The Irish Human Rights and Equality Commission has welcomed a reduction in the waiting period for asylum seekers to be able to seek employment. 

New measures enabling applicants for international protection to seek work six months after they make their application have been announced by the Minister for Justice Helen McEntee.

Applicants previously had to wait nine months to apply for permission to work. 

In a further change, an applicant's permission to work will now last for 12 months rather than six months. 

The Chief Commissioner of the IHREC has welcomed the change but expressed concern over administrative barriers that undermine and block asylum seekers access to workplaces. 

Sinead Gibney said accessing driving licences and bank accounts continue to undermine the Supreme Court's 2017 landmark recognition of asylum seekers' right to work.

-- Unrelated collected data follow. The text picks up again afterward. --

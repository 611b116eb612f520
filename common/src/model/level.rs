use serde::{Deserialize, Serialize};
use std::fmt;
use std::str::FromStr;

/// Proficiency level attached to themes and lessons.
///
/// The CSV `level` column and the level segment of composite lesson
/// keys must spell one of these three variants exactly.
#[derive(Debug, Clone, Copy, PartialEq, Eq, Hash, Serialize, Deserialize)]
pub enum Level {
    Beginner,
    Intermediate,
    Advanced,
}

impl Level {
    pub fn as_str(&self) -> &'static str {
        match self {
            Level::Beginner => "Beginner",
            Level::Intermediate => "Intermediate",
            Level::Advanced => "Advanced",
        }
    }
}

impl fmt::Display for Level {
    fn fmt(&self, f: &mut fmt::Formatter<'_>) -> fmt::Result {
        f.write_str(self.as_str())
    }
}

/// Error returned when a string is not a recognized level name.
#[derive(Debug, Clone, PartialEq, Eq)]
pub struct ParseLevelError(pub String);

impl fmt::Display for ParseLevelError {
    fn fmt(&self, f: &mut fmt::Formatter<'_>) -> fmt::Result {
        write!(f, "unknown level `{}`", self.0)
    }
}

impl std::error::Error for ParseLevelError {}

impl FromStr for Level {
    type Err = ParseLevelError;

    fn from_str(s: &str) -> Result<Self, Self::Err> {
        match s {
            "Beginner" => Ok(Level::Beginner),
            "Intermediate" => Ok(Level::Intermediate),
            "Advanced" => Ok(Level::Advanced),
            other => Err(ParseLevelError(other.to_string())),
        }
    }
}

On Tuesday, the waiting period regarding employment for all outstanding applications received on and after 18 January was implemented. 

The new "administrative arrangements" have been applied to all applications from that date.

However, the Movement of Asylum Seekers in Ireland (MASI) has said it is "appalled" by today's announcement.

MASI said there is no plausible justification for keeping people out of work.

In a statement, it points out that the advisory group that reviewed Ireland's asylum reception system, chaired by Dr Catherine Day, recommended that asylum seekers be allowed to work within three months from the date of applying for protection in Ireland.

MASI said it is "hard to see how the government will end Direct Provision whilst maintaining restrictions on accessing the labour market".

It said the Government's job is to, as far as possible, break down structural barriers for marginalised groups and that it should not be imposing restrictions on asylum seekers and trapping their children in poverty.